On the other hand, teaching highly specific skills is not the same as using highly specific examples. Parks found that in courses using case studies based on Perpetual's actual products and organization, students got bogged down in the details. For example, they argued about who was likely to report to whom, instead of grasping the larger concept of how Work and Organizational Breakdown Structures should intersect. One advantage to more generic, off-the-shelf courses taught by outside vendors was that they don't allow for in-jokes and haggling over specifics. They permit students to see the forest rather than become obsessed over the number of trees.

Parks' ideal is to have a modular, well-integrated curriculum developed and taught by an outside vendor. He believes that this will give the company's curriculum both objectivity and internal consistency. This is a sensible and cost-effective model for a large company like Perpetual Pharmaceutical. But what about a smaller company like Satellite Software? Their training needs are simpler. They need to teach a smaller range of skills to a more homogeneous audience. That, combined with earnings one-tenth those of Perpetual, suggests that a different approach may make more pedagogic and financial sense.

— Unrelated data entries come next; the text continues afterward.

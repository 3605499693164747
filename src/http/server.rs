use log::info;
use rouille::{Request, Response};
use serde::{Deserialize, Serialize};
use std::{
    io::Read,
    sync::{Arc, Mutex, MutexGuard},
};

use crate::{
    config::HttpConfig,
    domain::track::Track,
    feedback::Feedback,
    http::error::ApiError,
    import::{Upload, error::ImportError},
    playlist::{Entry, Playlist, PlaylistError},
};

const STREAM_MIME: &str = "audio/mpeg";

/// Serves one shared playlist to every client.
///
/// The mutex makes each playlist operation atomic relative to other requests.
pub struct HttpServer {
    playlist: Arc<Mutex<Playlist>>,
    pub config: HttpConfig,
}

impl HttpServer {
    pub fn new(playlist: Playlist, config: HttpConfig) -> Self {
        Self {
            playlist: Arc::new(Mutex::new(playlist)),
            config,
        }
    }

    pub fn run(self) {
        let addr = format!("{}:{}", self.config.bind_addr, self.config.port);
        rouille::start_server(addr, move |request| self.handle_request(request));
    }

    fn handle_request(&self, request: &Request) -> Response {
        Self::log_request(request);

        let result = rouille::router!(request,
            (GET) (/) => {
                Ok(Response::html(include_str!("../../html/index.html")))
            },
            (GET) (/playlist) => {
                self.get_playlist()
            },
            (POST) (/tracks) => {
                self.add_track(request)
            },
            (DELETE) (/tracks) => {
                self.delete_track(request)
            },
            (POST) (/playlist/next) => {
                self.advance()
            },
            (POST) (/playlist/prev) => {
                self.retreat()
            },
            (GET) (/playlist/current) => {
                self.get_current()
            },
            (GET) (/playlist/current/stream) => {
                self.stream_current()
            },
            _ => Ok(Response::empty_404())
        );

        let response = result.unwrap_or_else(ApiError::into_response);
        info!("Response: {} {}", request.method(), response.status_code);
        response
    }

    fn log_request(request: &Request) {
        info!("{} {}", request.method(), request.url());
    }

    fn lock(&self) -> Result<MutexGuard<'_, Playlist>, ApiError> {
        self.playlist
            .lock()
            .map_err(|e| ApiError::Internal(format!("Could not access playlist under lock: {e}")))
    }

    fn get_playlist(&self) -> Result<Response, ApiError> {
        let playlist = self.lock()?;
        Ok(Response::json(&PlaylistResponse::from_domain(&playlist)))
    }

    /// Query carries the metadata, the body is the raw payload.
    fn add_track(&self, request: &Request) -> Result<Response, ApiError> {
        let title = request.get_param("title").unwrap_or_default();
        let artist = request.get_param("artist").unwrap_or_default();
        let payload = self.read_payload(request)?;

        let upload = Upload::new(title, artist, payload).map_err(|err| match err {
            ImportError::MissingFields => ApiError::BadRequest(Feedback::missing_upload_fields()),
            other => ApiError::BadRequest(Feedback::error(other.to_string())),
        })?;
        log::debug!(
            "UPLOAD '{}' by '{}', {} bytes",
            upload.title,
            upload.artist,
            upload.payload.len()
        );

        let mut playlist = self.lock()?;
        let feedback = upload.add_to(&mut playlist);
        Ok(Response::json(&feedback).with_status_code(201))
    }

    fn read_payload(&self, request: &Request) -> Result<Vec<u8>, ApiError> {
        let Some(body) = request.data() else {
            return Ok(Vec::new());
        };
        let read_err = |e: std::io::Error| ApiError::Internal(format!("Could not read upload: {e}"));

        let mut payload = Vec::new();
        match self.config.max_upload_bytes {
            Some(limit) => {
                body.take(limit.saturating_add(1))
                    .read_to_end(&mut payload)
                    .map_err(read_err)?;
                if payload.len() as u64 > limit {
                    return Err(ApiError::PayloadTooLarge(Feedback::error(format!(
                        "Upload exceeds the {limit} byte limit."
                    ))));
                }
            }
            None => {
                let mut body = body;
                body.read_to_end(&mut payload).map_err(read_err)?;
            }
        }
        Ok(payload)
    }

    fn delete_track(&self, request: &Request) -> Result<Response, ApiError> {
        let title = request
            .get_param("title")
            .filter(|title| !title.is_empty())
            .ok_or_else(|| ApiError::BadRequest(Feedback::warning("Please enter a title to delete.")))?;

        let mut playlist = self.lock()?;
        let result = playlist.delete(&title);
        let feedback = Feedback::deleted(&title, &result);
        match result {
            Ok(_) => Ok(Response::json(&feedback)),
            Err(err) => Err(ApiError::from_playlist(&err, feedback)),
        }
    }

    fn advance(&self) -> Result<Response, ApiError> {
        let mut playlist = self.lock()?;
        Self::navigation_response(playlist.advance())
    }

    fn retreat(&self) -> Result<Response, ApiError> {
        let mut playlist = self.lock()?;
        Self::navigation_response(playlist.retreat())
    }

    fn navigation_response(
        result: Result<&Track, PlaylistError>,
    ) -> Result<Response, ApiError> {
        let feedback = Feedback::navigated(&result);
        match result {
            Ok(_) => Ok(Response::json(&feedback)),
            Err(err) => Err(ApiError::from_playlist(&err, feedback)),
        }
    }

    fn get_current(&self) -> Result<Response, ApiError> {
        let playlist = self.lock()?;
        let track = playlist
            .peek_current()
            .ok_or_else(|| ApiError::Conflict(Feedback::now_playing(None)))?;
        let position = playlist.current_position().unwrap_or_default();

        Ok(Response::json(&CurrentResponse::from_domain(track, position)))
    }

    /// hands the current payload to the browser's audio element
    fn stream_current(&self) -> Result<Response, ApiError> {
        let playlist = self.lock()?;
        let track = playlist
            .peek_current()
            .ok_or_else(|| ApiError::Conflict(Feedback::now_playing(None)))?;
        log::debug!(
            "STREAM '{}' -> 200 OK, {} bytes",
            track,
            track.payload().len()
        );

        Ok(Response::from_data(STREAM_MIME, track.payload().to_vec())
            .with_additional_header("X-Track-Title", track.title().to_string())
            .with_additional_header("X-Track-Artist", track.artist().to_string()))
    }
}

#[derive(Serialize, Deserialize)]
struct PlaylistResponse {
    length: usize,
    /// 1-based position of the current track
    current: Option<usize>,
    entries: Vec<EntryResponse>,
}

#[derive(Serialize, Deserialize)]
struct EntryResponse {
    position: usize,
    title: String,
    artist: String,
    current: bool,
    line: String,
    digest: String,
}

#[derive(Serialize, Deserialize)]
struct CurrentResponse {
    position: usize,
    title: String,
    artist: String,
    size: usize,
    digest: String,
}

impl PlaylistResponse {
    fn from_domain(playlist: &Playlist) -> Self {
        Self {
            length: playlist.len(),
            current: playlist.current_position(),
            entries: playlist.entries().map(EntryResponse::from_domain).collect(),
        }
    }
}

impl EntryResponse {
    fn from_domain(entry: Entry<'_>) -> Self {
        Self {
            position: entry.position,
            title: entry.track.title().to_string(),
            artist: entry.track.artist().to_string(),
            current: entry.is_current,
            line: entry.to_string(),
            digest: entry.track.digest().to_hex(),
        }
    }
}

impl CurrentResponse {
    fn from_domain(track: &Track, position: usize) -> Self {
        Self {
            position,
            title: track.title().to_string(),
            artist: track.artist().to_string(),
            size: track.payload().len(),
            digest: track.digest().to_hex(),
        }
    }
}

#[cfg(test)]
pub fn parse_json_response<T: serde::de::DeserializeOwned>(
    response: rouille::Response,
) -> anyhow::Result<T> {
    Ok(serde_json::from_reader(
        response.data.into_reader_and_size().0,
    )?)
}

Recurring vs. One-Time Costs

There are a few obvious truths about the cost of training. If offered by an internal person, it may not be good but it will probably be cheap. However, as with anything else, the cost of training declines with volume. The more people a company trains, the lower the per-person cost, particularly if they contract with outside trainers who will come on-site. (On-site training also offers the less tangible benefit of being automatically somewhat customized, simply by virtue of the application-informed questions the students ask.)

Further, there is no guarantee that training by an internal person is better. Indeed, unless the content is very application-specific, it probably won't be. Outside vendors are professional trainers. Of necessity, their instructors are competent at least, superb at best. They bring a breadth of experience and knowledge of other applications to the classroom that an internal person cannot match.

For Satellite Software, the cost of developing customized training is not justified. There is a low turnover rate among the work force, so there will be little need for repeated training. With such one-time costs, either the one or two people who receive outside training should put together a course, or a completely generic package should be purchased from a vendor. If the internal option is used, the course will almost certainly not be as polished. The internal trainers can offset this disadvantage by doing what a vendor can't, i.e., make the course as application and company specific as possible.

For Michael Parks, the cost issue is quite different. At any given time, at least 300 Perpetual employees must be skilled in various aspects of project management practices and software. Further, the identities of those 300 people will shift fairly often, as technicians, statisticians, and doctors migrate back and forth between hospitals, universities, and Perpetual Pharmaceutical, so the training need will be ongoing. Finally, due to the wealth of other training requirements in a company of its size and technical sophistication, Perpetual already has a well-established infrastructure to develop and deliver training.

For Parks, sending 300 people annually to off-site courses is financially out of the question. Even scheduling twenty on-site courses each year is pretty exorbitant. For Perpetual, as for many companies, the best route is to use an outside training vendor to complement the internal training structure that already exists.

How Outside Vendors Can Support Internal Trainers

In a support role, outside vendors are generally most useful to large organizations with ongoing training needs and an infrastructure to support them. Project management training specialists can customize an existing generic course for a particular company, or they can develop company-specific workshops for use in a generic class. They can also serve as subject matter experts for an internal course developer and operate on a consulting basis.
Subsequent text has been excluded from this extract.